El Makalu, tres años después
A quel 2 de junio de hace tres años todos los que regresábamos del Makalu perdimos. Regresábamos sorprendentemente contentos porque, aunque no habíamos podido quebrar la resistencia de su magnífico pilar oeste, la expedición nos había salido muy bien. La escalada había colmado nuestras mejores expectativas y en todo momento nos vimos a la altura del reto. Pero el tiempo del Himalaya no nos dio la menor opción. Durante casi dos meses el viento nos zarandeó como títeres y, para rematar un año especialmente malo, las tormentas monzónicas se adelantaron. Así que optamos por regresar a casa. No estábamos tristes pues, modestamente, creo que hace tiempo aprendimos a saber perder, lo que, tantas veces -no hay más que ver al Madrid del último año- resulta más difícil que saber ganar. Además, teníamos otras muchas razones para estar contentos.
La cohesión del grupo y la convivencia salieron reforzadas. A veces preparar un grupo para acometer nuevos retos supone aceptar reveses y aprender de los errores. Ver escalar a Ferrán Latorre y a J. C. Tamayo aquel muro vertical por encima de los 7.500 metros, me hizo comprender que a menudo es mejor fracasar en una ruta difícil que intentar una que sabemos más sencilla. La filmación había sido magnífica y la relación con los serpas se había desarrollado mejor que nunca. Tanto que, durante la marcha de bajada conversamos con varios de ellos para ponernos de acuerdo y escolarizar a algunos de los niños con menos medios de su aldea. Tashi, el jefe de los serpas, me dijo que me haría una lista con las familias más humildes. Me confesó: "Nosotros tenemos trabajo y eso en Nepal es mucho. Que lo aprovechen otros más pobres". Cómo podíamos imaginar, ni él ni yo, lo que iba a ocurrir en unas horas. Poco más tarde, como todas las noches, cenamos, reímos, discutimos y vimos una película de aventuras. Antes de irnos a la cama nos conjuramos con los serpas para volver a intentar el pilar oeste del Makalu, una de las rutas más bellas y difíciles del Himalaya. Unas horas después, el helicóptero que transportaba a los serpas se estrellaría en un punto de la cordillera dejando diez viudas y casi treinta huérfanos. Sólo el caprichoso destino hizo que no fuéramos nosotros.

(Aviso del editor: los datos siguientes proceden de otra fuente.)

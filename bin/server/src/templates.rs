//! HTML pages rendered by the gateway.
//!
//! Two pages exist: the login page and the invalid-domain page. Each can be
//! overridden by a file of the same name in the configured templates
//! directory; otherwise the built-in version is used. Handlebars escapes
//! `{{ }}` expressions, so query-supplied text is safe to interpolate.

use std::path::Path;

use axum::response::Html;
use handlebars::Handlebars;
use serde::Serialize;

use crate::error::TemplateError;

/// Template name of the login page.
pub const LOGIN_PAGE: &str = "login.html";

/// Template name of the invalid-domain page.
pub const INVALID_DOMAIN_PAGE: &str = "invalid_domain.html";

const BUILTIN: [(&str, &str); 2] = [
    (LOGIN_PAGE, include_str!("../templates/login.html")),
    (
        INVALID_DOMAIN_PAGE,
        include_str!("../templates/invalid_domain.html"),
    ),
];

/// Context for the login page.
#[derive(Debug, Serialize)]
pub struct LoginPage<'a> {
    pub title: &'a str,
    pub authorization_url: &'a str,
}

/// Context for the invalid-domain page.
#[derive(Debug, Serialize)]
pub struct InvalidDomainPage<'a> {
    pub title: &'a str,
    pub authorization_url: &'a str,
    pub domain: &'a str,
}

/// Registry of the gateway's pages.
pub struct Templates {
    registry: Handlebars<'static>,
}

impl Templates {
    /// Registers the built-in pages only.
    ///
    /// # Errors
    ///
    /// Returns an error if a built-in template fails to compile.
    pub fn builtin() -> Result<Self, TemplateError> {
        let mut registry = Handlebars::new();
        for (name, source) in BUILTIN {
            registry
                .register_template_string(name, source)
                .map_err(|e| TemplateError::Register {
                    name: name.to_string(),
                    details: e.to_string(),
                })?;
        }
        Ok(Self { registry })
    }

    /// Registers the pages, preferring files found in `dir`.
    ///
    /// # Errors
    ///
    /// Returns an error if an override file exists but does not compile.
    pub fn load(dir: &Path) -> Result<Self, TemplateError> {
        let mut templates = Self::builtin()?;
        for (name, _) in BUILTIN {
            let path = dir.join(name);
            if !path.is_file() {
                continue;
            }
            templates
                .registry
                .register_template_file(name, &path)
                .map_err(|e| TemplateError::Register {
                    name: path.display().to_string(),
                    details: e.to_string(),
                })?;
            tracing::info!(template = name, path = %path.display(), "Using template override");
        }
        Ok(templates)
    }

    /// Renders a registered page with the given context.
    ///
    /// # Errors
    ///
    /// Returns an error if rendering fails.
    pub fn render<T: Serialize>(&self, name: &str, context: &T) -> Result<Html<String>, TemplateError> {
        self.registry
            .render(name, context)
            .map(Html)
            .map_err(|e| TemplateError::Render {
                name: name.to_string(),
                details: e.to_string(),
            })
    }
}
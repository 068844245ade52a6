//! Error types for the gateway server.
//!
//! Startup errors are fatal and reported by `main`. Request-time errors
//! implement [`IntoResponse`] and never leak details to the browser; the
//! details go to the log instead.

use std::fmt;

use axum::{
    http::StatusCode,
    response::{IntoResponse, Response},
};
use oauth_shield_identity::CallbackError;

/// Errors that prevent the gateway from starting.
#[derive(Debug)]
pub enum StartupError {
    /// The cookie secret is too short to derive a key from.
    InvalidSecretKey { length: usize },
    /// A configured URL could not be parsed.
    InvalidUrl { field: &'static str, reason: String },
    /// A gateway path does not start with `/`.
    InvalidPath { path: String },
    /// A configured CORS origin is not a valid header value.
    InvalidCorsOrigin { origin: String },
    /// The HTTP client for provider calls could not be built.
    HttpClient { details: String },
    /// A page template could not be registered.
    Template(TemplateError),
}

impl fmt::Display for StartupError {
    fn fmt(&self, f: &mut fmt::Formatter<'_>) -> fmt::Result {
        match self {
            Self::InvalidSecretKey { length } => write!(
                f,
                "SECRET_KEY must be at least 64 bytes, got {length}"
            ),
            Self::InvalidUrl { field, reason } => {
                write!(f, "invalid URL for {field}: {reason}")
            }
            Self::InvalidPath { path } => {
                write!(f, "gateway path '{path}' must start with '/'")
            }
            Self::InvalidCorsOrigin { origin } => {
                write!(f, "invalid CORS origin '{origin}'")
            }
            Self::HttpClient { details } => {
                write!(f, "failed to create HTTP client: {details}")
            }
            Self::Template(err) => write!(f, "{err}"),
        }
    }
}

impl std::error::Error for StartupError {}

impl From<TemplateError> for StartupError {
    fn from(err: TemplateError) -> Self {
        Self::Template(err)
    }
}

/// Template registration and rendering errors.
#[derive(Debug)]
pub enum TemplateError {
    /// A template file or built-in template failed to compile.
    Register { name: String, details: String },
    /// Rendering a registered template failed.
    Render { name: String, details: String },
}

impl fmt::Display for TemplateError {
    fn fmt(&self, f: &mut fmt::Formatter<'_>) -> fmt::Result {
        match self {
            Self::Register { name, details } => {
                write!(f, "failed to register template '{name}': {details}")
            }
            Self::Render { name, details } => {
                write!(f, "failed to render template '{name}': {details}")
            }
        }
    }
}

impl std::error::Error for TemplateError {}

impl IntoResponse for TemplateError {
    fn into_response(self) -> Response {
        tracing::error!(error = %self, "Page rendering failed");
        (StatusCode::INTERNAL_SERVER_ERROR, "Internal server error").into_response()
    }
}

/// Response wrapper for a failed OIDC callback.
#[derive(Debug)]
pub struct CallbackFailure(pub CallbackError);

impl IntoResponse for CallbackFailure {
    fn into_response(self) -> Response {
        let status = match &self.0 {
            CallbackError::MissingCode | CallbackError::CsrfMismatch => {
                tracing::warn!(kind = self.0.kind(), error = %self.0, "Rejected OIDC callback");
                StatusCode::BAD_REQUEST
            }
            CallbackError::TokenExchange { .. }
            | CallbackError::MissingIdToken
            | CallbackError::UnknownSigningKey { .. }
            | CallbackError::TokenVerification { .. } => {
                tracing::error!(kind = self.0.kind(), error = %self.0, "OIDC login failed");
                StatusCode::UNAUTHORIZED
            }
        };

        (status, "Authentication failed").into_response()
    }
}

Hoy volvemos a cumplir aquella promesa de hace tres años. Y ahora nos damos cuenta de que ese día todos perdimos. Juanito no estará esta vez porque perdió los dedos el verano pasado. Tamayo y Josu se encuentran escalando en otras montañas y el resto, con el refuerzo del grupo militar de Alta Montaña de Jaca, intentaremos cubrir su falta con más ganas y más trabajo. Quienes más perdieron fueron, sin duda, aquellas desgraciadas familias. Por eso cuando pasemos por Katmandú nos acercaremos a un colegio de las afueras para ver a unos niños que se esfuerzan por aprender un poco de inglés y evitar un destino como porteadores de guiris cuando sean mayores. Aunque es muy pequeño, le diré a Mingmar Tamang, el hijo de Tashi, que su padre era un gran montañero. Y que, sobre todo, era una buena persona.